**Aim of the exercise:**
Please return, with no alterations, the lines below from the very first through the one that contains "fn config() ->".

**Information supplied:**
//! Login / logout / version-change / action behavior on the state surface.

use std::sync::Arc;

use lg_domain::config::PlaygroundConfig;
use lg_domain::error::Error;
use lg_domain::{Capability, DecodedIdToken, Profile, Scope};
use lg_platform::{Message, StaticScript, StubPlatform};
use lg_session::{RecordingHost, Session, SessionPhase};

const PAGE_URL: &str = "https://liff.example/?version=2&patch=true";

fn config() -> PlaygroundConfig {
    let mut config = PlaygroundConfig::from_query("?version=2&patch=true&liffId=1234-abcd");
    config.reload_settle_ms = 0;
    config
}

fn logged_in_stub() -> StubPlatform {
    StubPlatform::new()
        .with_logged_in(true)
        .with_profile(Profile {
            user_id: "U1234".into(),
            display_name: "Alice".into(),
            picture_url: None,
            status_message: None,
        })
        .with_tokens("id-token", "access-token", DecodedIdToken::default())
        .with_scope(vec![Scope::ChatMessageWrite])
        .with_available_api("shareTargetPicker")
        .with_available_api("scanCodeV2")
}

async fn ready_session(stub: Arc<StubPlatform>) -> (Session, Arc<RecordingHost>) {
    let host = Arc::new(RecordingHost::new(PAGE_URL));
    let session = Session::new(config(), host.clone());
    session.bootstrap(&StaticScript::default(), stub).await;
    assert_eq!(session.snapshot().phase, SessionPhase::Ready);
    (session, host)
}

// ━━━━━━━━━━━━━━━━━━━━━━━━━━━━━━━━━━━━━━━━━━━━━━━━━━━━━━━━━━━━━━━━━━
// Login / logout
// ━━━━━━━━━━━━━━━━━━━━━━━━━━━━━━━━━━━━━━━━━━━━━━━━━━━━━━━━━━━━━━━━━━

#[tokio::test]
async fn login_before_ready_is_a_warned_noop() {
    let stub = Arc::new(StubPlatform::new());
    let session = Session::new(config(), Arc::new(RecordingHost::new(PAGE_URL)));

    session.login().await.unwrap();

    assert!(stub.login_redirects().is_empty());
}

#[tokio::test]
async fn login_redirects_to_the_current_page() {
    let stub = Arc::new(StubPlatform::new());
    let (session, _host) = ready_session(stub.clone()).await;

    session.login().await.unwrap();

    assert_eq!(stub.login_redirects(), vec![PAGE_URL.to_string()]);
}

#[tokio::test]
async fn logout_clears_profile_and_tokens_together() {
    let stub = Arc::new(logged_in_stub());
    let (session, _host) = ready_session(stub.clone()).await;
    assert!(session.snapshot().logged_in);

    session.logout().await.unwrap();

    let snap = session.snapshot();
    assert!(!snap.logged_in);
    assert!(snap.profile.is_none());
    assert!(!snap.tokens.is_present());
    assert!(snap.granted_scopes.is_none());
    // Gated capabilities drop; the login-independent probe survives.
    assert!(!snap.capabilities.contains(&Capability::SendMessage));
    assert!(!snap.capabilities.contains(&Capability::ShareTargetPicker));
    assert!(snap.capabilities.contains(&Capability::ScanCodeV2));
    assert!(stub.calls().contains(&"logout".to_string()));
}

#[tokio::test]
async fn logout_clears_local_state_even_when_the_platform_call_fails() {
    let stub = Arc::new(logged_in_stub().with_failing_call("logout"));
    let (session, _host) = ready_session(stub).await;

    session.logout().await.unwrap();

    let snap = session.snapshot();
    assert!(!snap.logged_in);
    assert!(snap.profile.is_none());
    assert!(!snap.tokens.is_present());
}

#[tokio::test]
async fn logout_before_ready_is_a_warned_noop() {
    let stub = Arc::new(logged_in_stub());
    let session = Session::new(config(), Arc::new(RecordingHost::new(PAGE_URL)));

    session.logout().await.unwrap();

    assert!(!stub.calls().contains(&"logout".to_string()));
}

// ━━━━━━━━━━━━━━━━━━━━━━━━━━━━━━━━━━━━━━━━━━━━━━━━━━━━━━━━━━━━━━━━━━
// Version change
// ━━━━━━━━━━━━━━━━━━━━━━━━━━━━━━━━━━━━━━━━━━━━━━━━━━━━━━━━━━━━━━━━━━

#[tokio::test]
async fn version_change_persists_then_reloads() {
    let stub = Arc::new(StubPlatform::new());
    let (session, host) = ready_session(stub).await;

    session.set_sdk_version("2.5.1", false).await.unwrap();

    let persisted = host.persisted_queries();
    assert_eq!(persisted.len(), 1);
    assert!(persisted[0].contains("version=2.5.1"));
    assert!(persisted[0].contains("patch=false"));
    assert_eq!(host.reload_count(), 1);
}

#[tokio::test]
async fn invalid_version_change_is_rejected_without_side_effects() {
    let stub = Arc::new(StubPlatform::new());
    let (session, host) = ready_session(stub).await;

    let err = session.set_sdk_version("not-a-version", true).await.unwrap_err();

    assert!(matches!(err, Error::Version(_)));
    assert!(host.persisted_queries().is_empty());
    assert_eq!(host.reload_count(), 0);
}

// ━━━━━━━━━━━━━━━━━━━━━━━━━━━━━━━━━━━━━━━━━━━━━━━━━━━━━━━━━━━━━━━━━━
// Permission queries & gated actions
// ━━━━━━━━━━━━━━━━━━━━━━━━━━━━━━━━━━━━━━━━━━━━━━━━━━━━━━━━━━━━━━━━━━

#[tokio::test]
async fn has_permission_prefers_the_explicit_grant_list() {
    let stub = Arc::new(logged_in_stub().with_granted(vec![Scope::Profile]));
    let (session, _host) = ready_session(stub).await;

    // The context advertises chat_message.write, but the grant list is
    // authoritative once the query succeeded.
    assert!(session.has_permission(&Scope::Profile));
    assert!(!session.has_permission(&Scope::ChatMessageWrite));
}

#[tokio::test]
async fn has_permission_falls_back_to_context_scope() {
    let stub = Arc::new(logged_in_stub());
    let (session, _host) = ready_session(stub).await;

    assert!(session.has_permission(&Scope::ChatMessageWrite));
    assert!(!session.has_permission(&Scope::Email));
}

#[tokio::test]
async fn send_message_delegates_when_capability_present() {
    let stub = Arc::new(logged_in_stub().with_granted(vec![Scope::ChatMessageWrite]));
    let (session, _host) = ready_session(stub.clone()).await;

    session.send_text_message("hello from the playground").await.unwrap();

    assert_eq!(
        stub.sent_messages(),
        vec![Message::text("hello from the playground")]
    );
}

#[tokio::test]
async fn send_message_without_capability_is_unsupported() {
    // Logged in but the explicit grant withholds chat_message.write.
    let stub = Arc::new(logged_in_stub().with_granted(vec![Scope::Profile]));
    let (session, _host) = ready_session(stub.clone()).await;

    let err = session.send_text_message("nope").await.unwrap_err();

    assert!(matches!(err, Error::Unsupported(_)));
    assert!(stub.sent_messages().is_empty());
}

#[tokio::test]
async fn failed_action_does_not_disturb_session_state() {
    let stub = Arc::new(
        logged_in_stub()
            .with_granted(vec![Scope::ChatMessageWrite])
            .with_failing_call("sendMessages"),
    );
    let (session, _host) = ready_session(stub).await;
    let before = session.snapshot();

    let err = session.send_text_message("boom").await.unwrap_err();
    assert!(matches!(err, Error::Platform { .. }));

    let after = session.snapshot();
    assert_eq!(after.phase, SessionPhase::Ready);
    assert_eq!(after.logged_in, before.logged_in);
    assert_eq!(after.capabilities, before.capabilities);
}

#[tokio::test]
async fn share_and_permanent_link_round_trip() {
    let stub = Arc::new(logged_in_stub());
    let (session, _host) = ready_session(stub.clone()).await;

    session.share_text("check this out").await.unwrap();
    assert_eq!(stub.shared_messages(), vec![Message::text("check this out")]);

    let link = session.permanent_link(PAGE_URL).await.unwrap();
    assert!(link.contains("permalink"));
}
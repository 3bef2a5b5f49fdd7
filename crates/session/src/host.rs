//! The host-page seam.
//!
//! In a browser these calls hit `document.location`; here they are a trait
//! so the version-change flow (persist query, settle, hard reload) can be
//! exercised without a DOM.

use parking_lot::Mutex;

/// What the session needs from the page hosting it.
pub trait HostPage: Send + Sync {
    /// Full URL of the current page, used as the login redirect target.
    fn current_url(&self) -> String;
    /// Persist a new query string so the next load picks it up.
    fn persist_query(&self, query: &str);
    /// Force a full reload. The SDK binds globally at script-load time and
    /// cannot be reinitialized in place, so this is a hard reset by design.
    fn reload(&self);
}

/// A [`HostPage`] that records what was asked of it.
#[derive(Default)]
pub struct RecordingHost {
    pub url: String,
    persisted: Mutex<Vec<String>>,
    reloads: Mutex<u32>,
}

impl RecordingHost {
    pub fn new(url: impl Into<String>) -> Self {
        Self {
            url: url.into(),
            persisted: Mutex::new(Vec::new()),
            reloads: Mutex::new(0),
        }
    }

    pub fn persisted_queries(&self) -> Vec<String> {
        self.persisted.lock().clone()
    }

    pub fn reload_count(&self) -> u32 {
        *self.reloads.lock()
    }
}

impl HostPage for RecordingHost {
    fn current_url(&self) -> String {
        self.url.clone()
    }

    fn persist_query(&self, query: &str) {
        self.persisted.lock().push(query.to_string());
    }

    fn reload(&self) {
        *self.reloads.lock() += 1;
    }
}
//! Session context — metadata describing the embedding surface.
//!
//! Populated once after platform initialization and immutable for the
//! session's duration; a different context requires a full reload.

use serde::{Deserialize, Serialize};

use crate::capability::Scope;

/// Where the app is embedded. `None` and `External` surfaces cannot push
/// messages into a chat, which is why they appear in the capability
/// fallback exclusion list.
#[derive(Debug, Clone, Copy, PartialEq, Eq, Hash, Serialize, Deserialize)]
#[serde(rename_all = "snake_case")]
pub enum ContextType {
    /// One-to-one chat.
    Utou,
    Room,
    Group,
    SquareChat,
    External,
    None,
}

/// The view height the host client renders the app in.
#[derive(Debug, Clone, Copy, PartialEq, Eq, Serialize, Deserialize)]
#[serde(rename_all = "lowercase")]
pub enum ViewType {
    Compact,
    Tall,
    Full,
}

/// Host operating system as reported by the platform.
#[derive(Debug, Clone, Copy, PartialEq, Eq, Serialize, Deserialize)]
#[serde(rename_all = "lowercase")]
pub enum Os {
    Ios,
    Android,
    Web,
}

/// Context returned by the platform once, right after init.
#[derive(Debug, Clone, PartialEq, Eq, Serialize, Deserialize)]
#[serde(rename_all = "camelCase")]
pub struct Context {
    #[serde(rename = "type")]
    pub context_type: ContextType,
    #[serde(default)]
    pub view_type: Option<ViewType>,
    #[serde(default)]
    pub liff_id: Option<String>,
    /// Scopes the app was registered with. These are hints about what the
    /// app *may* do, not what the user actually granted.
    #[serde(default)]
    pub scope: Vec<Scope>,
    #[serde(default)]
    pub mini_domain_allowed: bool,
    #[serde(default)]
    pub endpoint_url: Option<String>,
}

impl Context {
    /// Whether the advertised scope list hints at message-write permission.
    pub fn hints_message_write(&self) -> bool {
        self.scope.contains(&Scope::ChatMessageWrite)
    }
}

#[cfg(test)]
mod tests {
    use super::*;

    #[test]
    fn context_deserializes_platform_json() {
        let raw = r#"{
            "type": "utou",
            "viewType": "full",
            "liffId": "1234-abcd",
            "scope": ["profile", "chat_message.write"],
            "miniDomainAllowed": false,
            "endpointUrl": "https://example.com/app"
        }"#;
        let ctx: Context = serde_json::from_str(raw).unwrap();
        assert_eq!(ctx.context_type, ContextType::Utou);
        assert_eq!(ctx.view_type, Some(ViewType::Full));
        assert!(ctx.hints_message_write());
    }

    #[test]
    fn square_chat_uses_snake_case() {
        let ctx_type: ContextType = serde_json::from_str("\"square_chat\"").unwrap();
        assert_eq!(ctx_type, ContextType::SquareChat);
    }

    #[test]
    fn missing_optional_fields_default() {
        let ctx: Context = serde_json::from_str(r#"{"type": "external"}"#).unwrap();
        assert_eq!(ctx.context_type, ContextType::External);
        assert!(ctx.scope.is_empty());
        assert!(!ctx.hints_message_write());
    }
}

**Exercise result:**
//! Login / logout / version-change / action behavior on the state surface.

use std::sync::Arc;

use lg_domain::config::PlaygroundConfig;
use lg_domain::error::Error;
use lg_domain::{Capability, DecodedIdToken, Profile, Scope};
use lg_platform::{Message, StaticScript, StubPlatform};
use lg_session::{RecordingHost, Session, SessionPhase};

const PAGE_URL: &str = "https://liff.example/?version=2&patch=true";

fn config() -> PlaygroundConfig {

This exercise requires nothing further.